Filmbesprechung: Civil War

Bürgerkrieg: Ein bewaffneter Kampf zwischen Gruppierungen eines Staates. Der britische Regisseur Alex Garland (Ex Machina, Auslöschung) setzt das Publikum mitten hinein in einen fatalen Kampf. Hintergrundinformationen, wie es zu dem Konflikt kam, welche Gruppierung für was steht, das gibt er uns nicht in die Hand.

Seine Erzählfiguren sind die, die unparteiisch sein müssen, JournalistInnen. Genauer gesagt, Kriegsberichterstattende.

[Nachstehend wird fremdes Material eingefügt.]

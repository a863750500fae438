use serde::{Deserialize, Serialize};
use std::fmt;

/// The kind of work a job performs
///
/// Each kind has its own queue and worker budget, and doubles as the
/// operation class for rate limiting.
#[derive(Debug, Clone, Copy, PartialEq, Eq, Hash, Serialize, Deserialize)]
#[serde(rename_all = "snake_case")]
pub enum JobKind {
    Scrape,
    Crawl,
    Batch,
    Search,
    Map,
}

impl JobKind {
    pub fn to_db_string(&self) -> &'static str {
        match self {
            Self::Scrape => "scrape",
            Self::Crawl => "crawl",
            Self::Batch => "batch",
            Self::Search => "search",
            Self::Map => "map",
        }
    }

    pub fn from_db_string(s: &str) -> Option<Self> {
        match s {
            "scrape" => Some(Self::Scrape),
            "crawl" => Some(Self::Crawl),
            "batch" => Some(Self::Batch),
            "search" => Some(Self::Search),
            "map" => Some(Self::Map),
            _ => None,
        }
    }

    pub fn all() -> [Self; 5] {
        [Self::Scrape, Self::Crawl, Self::Batch, Self::Search, Self::Map]
    }
}

impl fmt::Display for JobKind {
    fn fmt(&self, f: &mut fmt::Formatter<'_>) -> fmt::Result {
        write!(f, "{}", self.to_db_string())
    }
}
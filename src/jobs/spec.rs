//! Typed job requests and their admission-time validation

use serde::{Deserialize, Serialize};
use thiserror::Error;

use crate::config::JobsConfig;
use crate::extract::Format;
use crate::normalize_url;
use crate::scrape::ScrapeOptions;
use crate::state::JobKind;
use crate::url::compile_globs;

/// Longest per-strategy timeout a request may ask for (milliseconds)
const MAX_TIMEOUT_MS: u64 = 300_000;

/// Longest post-load wait a request may ask for (milliseconds)
const MAX_WAIT_FOR_MS: u64 = 60_000;

/// A malformed job request; the job is never created
#[derive(Debug, Clone, PartialEq, Eq, Error)]
pub enum ValidationError {
    #[error("Invalid URL {url}: {reason}")]
    InvalidUrl { url: String, reason: String },

    #[error("{field} must be between {min} and {max}, got {value}")]
    OutOfRange {
        field: &'static str,
        value: u64,
        min: u64,
        max: u64,
    },

    #[error("{0} must not be empty")]
    Empty(&'static str),

    #[error("Invalid path pattern: {0}")]
    InvalidPattern(String),
}

fn check_url(url: &str) -> Result<(), ValidationError> {
    normalize_url(url)
        .map(|_| ())
        .map_err(|e| ValidationError::InvalidUrl {
            url: url.to_string(),
            reason: e.to_string(),
        })
}

fn check_range(field: &'static str, value: u64, min: u64, max: u64) -> Result<(), ValidationError> {
    if value < min || value > max {
        return Err(ValidationError::OutOfRange {
            field,
            value,
            min,
            max,
        });
    }
    Ok(())
}

fn check_scrape_options(options: &ScrapeOptions) -> Result<(), ValidationError> {
    if options.formats.is_empty() {
        return Err(ValidationError::Empty("formats"));
    }
    check_range("timeout", options.timeout, 1, MAX_TIMEOUT_MS)?;
    check_range("wait_for", options.wait_for, 0, MAX_WAIT_FOR_MS)?;
    Ok(())
}

#[derive(Debug, Clone, PartialEq, Serialize, Deserialize)]
pub struct ScrapeJob {
    pub url: String,
    #[serde(flatten)]
    pub options: ScrapeOptions,
}

#[derive(Debug, Clone, PartialEq, Serialize, Deserialize)]
#[serde(default)]
pub struct CrawlJob {
    pub url: String,
    pub max_pages: u32,
    pub max_depth: u32,
    /// Path globs; when non-empty a link's path must match one of them
    pub include_paths: Vec<String>,
    pub exclude_paths: Vec<String>,
    pub allow_external_links: bool,
    pub respect_robots_txt: bool,
    /// Parallel fetches within this crawl, clamped to 1..=10
    pub concurrency: usize,
    pub scrape_options: ScrapeOptions,
}

impl Default for CrawlJob {
    fn default() -> Self {
        Self {
            url: String::new(),
            max_pages: 100,
            max_depth: 3,
            include_paths: Vec::new(),
            exclude_paths: Vec::new(),
            allow_external_links: false,
            respect_robots_txt: true,
            concurrency: 5,
            scrape_options: ScrapeOptions::default(),
        }
    }
}

/// Per-URL overrides inside a batch
#[derive(Debug, Clone, Default, PartialEq, Serialize, Deserialize)]
#[serde(default)]
pub struct BatchItem {
    pub url: String,
    #[serde(skip_serializing_if = "Option::is_none")]
    pub formats: Option<Vec<Format>>,
    #[serde(skip_serializing_if = "Option::is_none")]
    pub only_main_content: Option<bool>,
    #[serde(skip_serializing_if = "Option::is_none")]
    pub wait_for: Option<u64>,
    #[serde(skip_serializing_if = "Option::is_none")]
    pub timeout: Option<u64>,
}

impl BatchItem {
    /// Shared options with this item's overrides applied
    pub fn apply(&self, shared: &ScrapeOptions) -> ScrapeOptions {
        let mut options = shared.clone();
        if let Some(formats) = &self.formats {
            options.formats = formats.clone();
        }
        if let Some(only_main_content) = self.only_main_content {
            options.only_main_content = only_main_content;
        }
        if let Some(wait_for) = self.wait_for {
            options.wait_for = wait_for;
        }
        if let Some(timeout) = self.timeout {
            options.timeout = timeout;
        }
        options
    }
}

#[derive(Debug, Clone, PartialEq, Serialize, Deserialize)]
#[serde(default)]
pub struct BatchJob {
    pub urls: Vec<String>,
    pub items: Vec<BatchItem>,
    pub concurrency: usize,
    #[serde(flatten)]
    pub options: ScrapeOptions,
}

impl Default for BatchJob {
    fn default() -> Self {
        Self {
            urls: Vec::new(),
            items: Vec::new(),
            concurrency: 5,
            options: ScrapeOptions::default(),
        }
    }
}

impl BatchJob {
    /// Every URL with its effective options: plain URLs first, then items
    pub fn entries(&self) -> Vec<(String, ScrapeOptions)> {
        self.urls
            .iter()
            .map(|url| (url.clone(), self.options.clone()))
            .chain(
                self.items
                    .iter()
                    .map(|item| (item.url.clone(), item.apply(&self.options))),
            )
            .collect()
    }

    pub fn len(&self) -> usize {
        self.urls.len() + self.items.len()
    }

    pub fn is_empty(&self) -> bool {
        self.len() == 0
    }
}

#[derive(Debug, Clone, PartialEq, Serialize, Deserialize)]
#[serde(default)]
pub struct SearchJob {
    pub query: String,
    pub num_results: usize,
    #[serde(flatten)]
    pub options: ScrapeOptions,
}

impl Default for SearchJob {
    fn default() -> Self {
        Self {
            query: String::new(),
            num_results: 5,
            options: ScrapeOptions::default(),
        }
    }
}

#[derive(Debug, Clone, PartialEq, Serialize, Deserialize)]
#[serde(default)]
pub struct MapJob {
    pub url: String,
    /// Keep only URLs containing this text (case-insensitive)
    #[serde(skip_serializing_if = "Option::is_none")]
    pub search: Option<String>,
    pub limit: usize,
    pub include_subdomains: bool,
    pub use_sitemap: bool,
    /// Route every request of the map (robots.txt, sitemaps, start page)
    /// through one proxy from the job's pool
    pub use_proxy: bool,
}

impl Default for MapJob {
    fn default() -> Self {
        Self {
            url: String::new(),
            search: None,
            limit: 100,
            include_subdomains: true,
            use_sitemap: true,
            use_proxy: false,
        }
    }
}

/// An immutable job request, persisted with the job as JSON
#[derive(Debug, Clone, PartialEq, Serialize, Deserialize)]
#[serde(tag = "kind", rename_all = "snake_case")]
pub enum JobSpec {
    Scrape(ScrapeJob),
    Crawl(CrawlJob),
    Batch(BatchJob),
    Search(SearchJob),
    Map(MapJob),
}

impl JobSpec {
    pub fn kind(&self) -> JobKind {
        match self {
            Self::Scrape(_) => JobKind::Scrape,
            Self::Crawl(_) => JobKind::Crawl,
            Self::Batch(_) => JobKind::Batch,
            Self::Search(_) => JobKind::Search,
            Self::Map(_) => JobKind::Map,
        }
    }

    /// Units of work known before the job runs
    ///
    /// Crawl, search and map jobs discover their totals while running.
    pub fn initial_total(&self) -> u32 {
        match self {
            Self::Scrape(_) => 1,
            Self::Batch(batch) => batch.len() as u32,
            Self::Crawl(_) | Self::Search(_) | Self::Map(_) => 0,
        }
    }

    /// Checks the request against the configured hard limits
    ///
    /// Concurrency values are clamped at run time rather than rejected.
    pub fn validate(&self, limits: &JobsConfig) -> Result<(), ValidationError> {
        match self {
            Self::Scrape(job) => {
                check_url(&job.url)?;
                check_scrape_options(&job.options)
            }
            Self::Crawl(job) => {
                check_url(&job.url)?;
                check_range("max_pages", job.max_pages.into(), 1, limits.max_crawl_pages.into())?;
                check_range("max_depth", job.max_depth.into(), 0, limits.max_crawl_depth.into())?;
                compile_globs(&job.include_paths)
                    .and_then(|_| compile_globs(&job.exclude_paths))
                    .map_err(|e| ValidationError::InvalidPattern(e.to_string()))?;
                check_scrape_options(&job.scrape_options)
            }
            Self::Batch(job) => {
                if job.is_empty() {
                    return Err(ValidationError::Empty("urls"));
                }
                check_range("urls", job.len() as u64, 1, limits.max_batch_size as u64)?;
                for (url, options) in job.entries() {
                    check_url(&url)?;
                    check_scrape_options(&options)?;
                }
                Ok(())
            }
            Self::Search(job) => {
                if job.query.trim().is_empty() {
                    return Err(ValidationError::Empty("query"));
                }
                if job.num_results == 0 {
                    return Err(ValidationError::OutOfRange {
                        field: "num_results",
                        value: 0,
                        min: 1,
                        max: limits.max_search_results as u64,
                    });
                }
                check_scrape_options(&job.options)
            }
            Self::Map(job) => {
                check_url(&job.url)?;
                check_range("limit", job.limit as u64, 1, 100_000)
            }
        }
    }
}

Noch genauer gesagt: Kriegsfotografierende.

Alex Garland eröffnet die Figurenzeichnung mitten in einem Straßenkampf, bei der die Fotografin Lee Smith gefährlich nahe ran geht. Vielleicht ist ihr Name eine Referenz an Lee Miller, der britischen Kriegsfotografin, die im zweiten Weltkrieg, unter anderem, Bilder vom Londoner Blitz und der Invasion der Alliierten lieferte. Lee, gespielt von Kirsten Dunst, ist sowohl forsch, als auch abgeklärt und besonnen. Sie beschützt gleich noch eine junge Kollegin, die noch zu jung und zu unerfahren ist, um ohne eine Portion Glück aus der Szene herauszukommen. Jessie, gespielt von Cailee Spaeny (Priscilla), wird sich instinktiv an Lees Fersen heften und mit ihrer Figur spricht sie nicht nur ein junges Publikum an, sondern verweist auch auf eine unbestimmte Zukunft.

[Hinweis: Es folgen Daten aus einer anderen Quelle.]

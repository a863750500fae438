use crate::UrlError;
use url::Url;

/// Tracking query parameters dropped during normalization
const TRACKING_PARAMS: &[&str] = &[
    "fbclid",
    "gclid",
    "gclsrc",
    "dclid",
    "gbraid",
    "wbraid",
    "msclkid",
    "twclid",
    "li_fat_id",
    "mc_cid",
    "mc_eid",
    "igshid",
    "_ga",
    "_gl",
    "_hsenc",
    "__hstc",
    "__hssc",
    "__hsfp",
    "ref",
    "ref_src",
    "ref_url",
];

/// Normalizes a URL for deduplication and cache fingerprinting
///
/// # Normalization Steps
///
/// 1. Parse the URL; reject if malformed or not HTTP(S)
/// 2. Lowercase the host and drop default ports (handled by `url`)
/// 3. Normalize path:
///    - Collapse repeated slashes
///    - Remove dot segments (. and ..)
///    - Remove trailing slash (except for root /)
/// 4. Remove fragment (everything after #)
/// 5. Remove tracking query parameters (`utm_*`, click ids, ...)
/// 6. Sort remaining query parameters by key
/// 7. Remove empty query string
///
/// Two URLs that differ only by fragment, tracking parameters or query
/// parameter order normalize to the same string.
///
/// # Examples
///
/// ```
/// use harvest_engine::url::normalize_url;
///
/// let url = normalize_url("https://EXAMPLE.com/docs/?b=2&a=1#intro").unwrap();
/// assert_eq!(url.as_str(), "https://example.com/docs?a=1&b=2");
/// ```
pub fn normalize_url(url_str: &str) -> Result<Url, UrlError> {
    let mut url = Url::parse(url_str.trim()).map_err(|e| UrlError::Parse(e.to_string()))?;

    if url.scheme() != "http" && url.scheme() != "https" {
        return Err(UrlError::InvalidScheme(format!(
            "Only HTTP and HTTPS schemes are supported, got: {}",
            url.scheme()
        )));
    }

    if url.host_str().map_or(true, str::is_empty) {
        return Err(UrlError::MissingDomain);
    }

    let normalized_path = normalize_path(url.path());
    url.set_path(&normalized_path);

    url.set_fragment(None);

    if url.query().is_some() {
        let params = filter_and_sort_query_params(&url);
        if params.is_empty() {
            url.set_query(None);
        } else {
            url.query_pairs_mut().clear().extend_pairs(params);
        }
    }

    Ok(url)
}

/// Normalizes a URL path by removing dot segments and trailing slashes
fn normalize_path(path: &str) -> String {
    let mut segments: Vec<&str> = Vec::new();

    for segment in path.split('/') {
        match segment {
            "" | "." => continue,
            ".." => {
                segments.pop();
            }
            _ => segments.push(segment),
        }
    }

    if segments.is_empty() {
        return "/".to_string();
    }

    format!("/{}", segments.join("/"))
}

/// Filters out tracking parameters and sorts remaining query parameters
fn filter_and_sort_query_params(url: &Url) -> Vec<(String, String)> {
    let mut params: Vec<(String, String)> = url
        .query_pairs()
        .filter(|(key, _)| !is_tracking_param(key))
        .map(|(k, v)| (k.into_owned(), v.into_owned()))
        .collect();

    // Stable sort keeps repeated keys in their original relative order
    params.sort_by(|a, b| a.0.cmp(&b.0));

    params
}

fn is_tracking_param(key: &str) -> bool {
    let key = key.to_ascii_lowercase();
    key.starts_with("utm_") || TRACKING_PARAMS.contains(&key.as_str())
}
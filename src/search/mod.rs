//! Web search collaborators
//!
//! Search engines sit behind [`SearchProvider`]. A [`SearchChain`] asks each
//! provider in turn and returns the first non-empty answer.

use async_trait::async_trait;
use serde::{Deserialize, Serialize};
use std::sync::Arc;
use thiserror::Error;
use tracing::{debug, warn};

#[derive(Debug, Clone, Error)]
pub enum SearchError {
    #[error("Search provider {provider} failed: {message}")]
    Provider { provider: String, message: String },

    #[error("No search provider configured")]
    NoProviders,
}

/// One organic search result
#[derive(Debug, Clone, PartialEq, Eq, Serialize, Deserialize)]
pub struct SearchHit {
    pub url: String,
    #[serde(default, skip_serializing_if = "Option::is_none")]
    pub title: Option<String>,
    #[serde(default, skip_serializing_if = "Option::is_none")]
    pub snippet: Option<String>,
}

#[async_trait]
pub trait SearchProvider: Send + Sync {
    fn name(&self) -> &str;

    /// Returns at most `limit` hits for `query`
    async fn search(&self, query: &str, limit: usize) -> Result<Vec<SearchHit>, SearchError>;
}

/// Providers tried in order until one returns hits
#[derive(Clone, Default)]
pub struct SearchChain {
    providers: Vec<Arc<dyn SearchProvider>>,
}

impl SearchChain {
    pub fn new(providers: Vec<Arc<dyn SearchProvider>>) -> Self {
        Self { providers }
    }

    pub fn is_empty(&self) -> bool {
        self.providers.is_empty()
    }

    /// Runs the query against each provider until one returns hits
    ///
    /// An empty answer from every provider is not an error. When every
    /// provider failed, the last failure is returned.
    pub async fn search(&self, query: &str, limit: usize) -> Result<Vec<SearchHit>, SearchError> {
        if self.providers.is_empty() {
            return Err(SearchError::NoProviders);
        }

        let mut last_error = None;
        let mut any_answered = false;

        for provider in &self.providers {
            match provider.search(query, limit).await {
                Ok(hits) if !hits.is_empty() => {
                    debug!("{} returned {} hits for {:?}", provider.name(), hits.len(), query);
                    return Ok(hits.into_iter().take(limit).collect());
                }
                Ok(_) => {
                    any_answered = true;
                    debug!("{} returned no hits for {:?}", provider.name(), query);
                }
                Err(e) => {
                    warn!("{}", e);
                    last_error = Some(e);
                }
            }
        }

        match last_error {
            Some(e) if !any_answered => Err(e),
            _ => Ok(Vec::new()),
        }
    }
}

Der erste Abend nach dieser Einführung führt die Handlung natürlich an die obligatorische Hotelbar, den Treffpunkt aller Kriegsberichterstattenden. Mehrere Generationen treffen hier aufeinander und schließen sich zusammen. Lee will nach Washington, um dem Präsidenten ein Interview abzuringen, bevor seine Zeit abläuft. Es scheint klar, dass sein Regime sich nicht wird halten können. Garland etabliert damit ein Endziel, das zu erreichen zwar ein Höhepunkt zu sein verspricht, aber eigentlich ist die Reise quer durch das Land sein Ziel.

In den 1980ern gab es eine Reihe von Hollywood-Filmen, die sich dem Beruf Kriegsreporter widmeten. Zu den bekanntesten Filmen gehören folgende. The Killing Fields (Roland Joffé, 1984) behandelte die Herrschaft der Roten Khmer in Kambodscha Ende der 70er.

Ein Jahr in der Hölle von Peter Weir (1982) spielt in Indonesien in den 60ern, als sich der Präsident Sukarno gegen den Westen positionierte. Darin spielte Mel Gibson einen Reporter, der den Kriegsfotografen Billy Kwan, unvergesslich in der Rolle: Linda Hunt, an seiner Seite weiß.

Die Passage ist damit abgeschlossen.